Background.

Damage of microvascular endothelial cells is a salient feature of acute vascular rejection and chronic allograft nephropathy, yet specific blood markers of ongoing endothelial injury are currently unavailable. Circulating endothelial cells have recently been established as a novel marker of endothelial damage in a variety of vascular disorders.

Methods.

We studied 129 renal transplant recipients who underwent percutaneous graft biopsy. Circulating endothelial cells were isolated with immunomagnetic anti-CD146-coated Dynabeads. Cells were stained with acridine and counted. To verify their endothelial origin, staining forUlex europaeuslectin 1 (UEA-1) was performed in parallel. Twenty-one healthy controls were also studied.

Results.

On biopsy, seven patients had acute vascular rejection, 15 patients had acute tubulointerstitial rejection, 14 patients had borderline rejection, and 93 patients had no rejection.
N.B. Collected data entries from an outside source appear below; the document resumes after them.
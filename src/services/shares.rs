use std::sync::Arc;
use std::time::Duration;

use chrono::{DateTime, Utc};

use crate::crypto::random::random_string;
use crate::error::{AppError, Result};
use crate::models::session::Session;
use crate::models::share::Link;
use crate::services::keys::KeyRing;
use crate::store::kv::FsStore;
use crate::store::path;

const SHARE_ID_LENGTH: usize = 6;

/// Where a download request points: the namespace whose key decrypts the
/// object, and the object's key relative to it.
#[derive(Debug, Clone, PartialEq, Eq)]
pub struct DownloadTarget {
    pub namespace: String,
    pub key: String,
}

impl DownloadTarget {
    /// Full blob key.
    pub fn object_key(&self) -> String {
        path::join(&[&self.namespace, &self.key])
    }
}

/// Issues, lists and revokes share links. Links are stored per owner as
/// `<owner>/<id>`.
#[derive(Clone)]
pub struct ShareService {
    shares: Arc<FsStore<Link>>,
    keys: KeyRing,
    link_duration: Duration,
    external_url: String,
}

impl ShareService {
    /// `external_url` must end with `/`.
    pub fn new(shares: Arc<FsStore<Link>>, keys: KeyRing, link_duration: Duration, external_url: String) -> Self {
        Self {
            shares,
            keys,
            link_duration,
            external_url,
        }
    }

    /// Creates and records a link to `owner`'s object at `relative_key`.
    ///
    /// # Returns
    ///
    /// The link with its `id`, `signature` and download `url` filled in, or
    /// `InvalidKey` if the key leaves the owner's namespace.
    pub fn signed_link(&self, owner: &str, relative_key: &str) -> Result<Link> {
        let key = path::join(&[owner, relative_key]);
        if !key.starts_with(&format!("{}/", owner)) {
            return Err(AppError::InvalidKey);
        }

        let expires_at = Utc::now().timestamp() + self.link_duration.as_secs() as i64;
        let expiration = DateTime::from_timestamp(expires_at, 0);
        let id = random_string(SHARE_ID_LENGTH);
        self.shares
            .put(&path::join(&[owner, &id]), Link::new(&key, expiration))?;

        let secret = self.keys.share_link_secret()?;
        let mut link = Link::signed(&key, expiration, secret.as_bytes());
        link.url = format!("{}download?{}", self.external_url, link.query_string());
        link.id = id;

        tracing::info!("🔗 Shared {} as {}", key, link.id);
        Ok(link)
    }

    /// The owner's links, with the owner prefix stripped from ids and keys.
    pub fn list(&self, owner: &str) -> Result<Vec<Link>> {
        let prefix = format!("{}/", owner);
        let ids = self.shares.list_keys_with_prefix(&prefix)?;

        let mut links = Vec::with_capacity(ids.len());
        for id in ids {
            let stored = match self.shares.get(&id) {
                Ok(l) => l,
                Err(AppError::NotFound) => continue,
                Err(e) => return Err(e),
            };
            links.push(Link {
                id: id.strip_prefix(&prefix).unwrap_or(&id).to_string(),
                key: stored.key.strip_prefix(&prefix).unwrap_or(&stored.key).to_string(),
                expiration: stored.expiration,
                ..Default::default()
            });
        }
        Ok(links)
    }

    /// Forgets a recorded link. The signature stays valid until it expires.
    pub fn delete(&self, owner: &str, id: &str) -> Result<bool> {
        self.shares.delete(&path::join(&[owner, id]))
    }

    /// Decides what a `/download` query refers to.
    ///
    /// An unsigned link names one of the caller's own objects. A signed link
    /// is trusted to name its namespace in the key's first segment.
    pub fn resolve_download(&self, query: &str, session: Option<&Session>) -> Result<DownloadTarget> {
        let link = Link::parse_query(query);
        let secret = self.keys.share_link_secret()?;

        match link.verify(secret.as_bytes()) {
            Ok(()) => {
                let (namespace, rest) = link.key.split_once('/').unwrap_or((link.key.as_str(), ""));
                Ok(DownloadTarget {
                    namespace: namespace.to_string(),
                    key: path::join(&[rest]),
                })
            }
            Err(AppError::NoSignature) => {
                let Some(session) = session else {
                    return Err(AppError::NoSignature);
                };
                let own = path::join(&[&session.username, &link.key]);
                if !own.starts_with(&format!("{}/", session.username)) {
                    tracing::warn!("{} asked for {:?} outside their namespace", session.username, link.key);
                    return Err(AppError::Unauthorized);
                }
                Ok(DownloadTarget {
                    namespace: session.username.clone(),
                    key: link.key,
                })
            }
            Err(e) => Err(e),
        }
    }
}

#[cfg(test)]
mod tests {
    use super::*;
    use crate::models::query::Values;

    fn service() -> ShareService {
        ShareService::new(
            Arc::new(FsStore::in_memory()),
            KeyRing::new(Arc::new(FsStore::in_memory())),
            Duration::from_secs(15 * 24 * 3600),
            "http://files.example/".to_string(),
        )
    }

    fn session(username: &str) -> Session {
        Session {
            username: username.to_string(),
            ..Default::default()
        }
    }

    #[test]
    fn signed_link_is_recorded_and_verifiable() {
        let svc = service();
        let link = svc.signed_link("alice", "docs/report.pdf").unwrap();

        assert_eq!(link.id.len(), SHARE_ID_LENGTH);
        assert_eq!(link.key, "alice/docs/report.pdf");
        assert!(link.url.starts_with("http://files.example/download?exp="));

        let query = link.url.split_once('?').unwrap().1;
        let parsed = Link::parse_query(query);
        let secret = svc.keys.share_link_secret().unwrap();
        parsed.verify(secret.as_bytes()).unwrap();
        assert_eq!(parsed.signature, link.signature);

        let listed = svc.list("alice").unwrap();
        assert_eq!(listed.len(), 1);
        assert_eq!(listed[0].id, link.id);
        assert_eq!(listed[0].key, "docs/report.pdf");
        assert_eq!(listed[0].expiration, link.expiration);
        assert!(svc.list("bob").unwrap().is_empty());
    }

    #[test]
    fn keys_outside_namespace_are_rejected() {
        let svc = service();
        for key in ["../bob/secret.txt", "", ".", "x/../.."] {
            assert!(
                matches!(svc.signed_link("alice", key), Err(AppError::InvalidKey)),
                "{}",
                key
            );
        }
    }

    #[test]
    fn delete_forgets_link() {
        let svc = service();
        let link = svc.signed_link("alice", "a.txt").unwrap();
        assert!(svc.delete("alice", &link.id).unwrap());
        assert!(!svc.delete("alice", &link.id).unwrap());
        assert!(svc.list("alice").unwrap().is_empty());
    }

    #[test]
    fn signed_links_name_their_namespace() {
        let svc = service();
        let link = svc.signed_link("alice", "dir/a.txt").unwrap();
        let query = link.url.split_once('?').unwrap().1;

        let target = svc.resolve_download(query, None).unwrap();
        assert_eq!(target.namespace, "alice");
        assert_eq!(target.key, "dir/a.txt");
        assert_eq!(target.object_key(), "alice/dir/a.txt");

        // anyone holding the link gets it, signed in or not
        assert_eq!(svc.resolve_download(query, Some(&session("mallory"))).unwrap(), target);
    }

    #[test]
    fn unsigned_links_are_own_files() {
        let svc = service();
        let mut v = Values::new();
        v.set("key", "notes.txt");
        let query = v.encode();

        let target = svc.resolve_download(&query, Some(&session("bob"))).unwrap();
        assert_eq!(target.object_key(), "bob/notes.txt");

        assert!(matches!(svc.resolve_download(&query, None), Err(AppError::NoSignature)));

        v.set("key", "../alice/notes.txt");
        assert!(matches!(
            svc.resolve_download(&v.encode(), Some(&session("bob"))),
            Err(AppError::Unauthorized)
        ));
    }

    #[test]
    fn forged_and_expired_links_are_refused() {
        let svc = service();
        let secret = svc.keys.share_link_secret().unwrap();

        let forged = Link::signed("alice/a.txt", None, b"not the secret");
        assert!(matches!(
            svc.resolve_download(&forged.query_string(), None),
            Err(AppError::InvalidSignature)
        ));

        let expired = Link::signed("alice/a.txt", DateTime::from_timestamp(1_000, 0), secret.as_bytes());
        assert!(matches!(
            svc.resolve_download(&expired.query_string(), Some(&session("alice"))),
            Err(AppError::Expired)
        ));
    }
}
Patients with acute vascular rejection had the highest cell numbers (72±39 cells/mL) when compared with all other patients (P< 0.02). Regardless of their biopsy findings, however, all other renal transplant recipients had significantly higher numbers of circulating endothelial cells (25±20 cells/mL) than healthy controls (7±5 cells/mL, P< 0.001). Finally, there was a significant correlation of cell numbers and serum cyclosporine A trough levels. By contrast, there was no correlation with serum creatinine, age, or the number of immunosuppressive drugs.

Conclusions.

The number of circulating endothelial cells is a novel marker of endothelial damage in renal transplant recipients. Further studies must now evaluate the origin of these cells, corroborate the clinical significance of our findings, and delineate the influence of calcineurin inhibitors.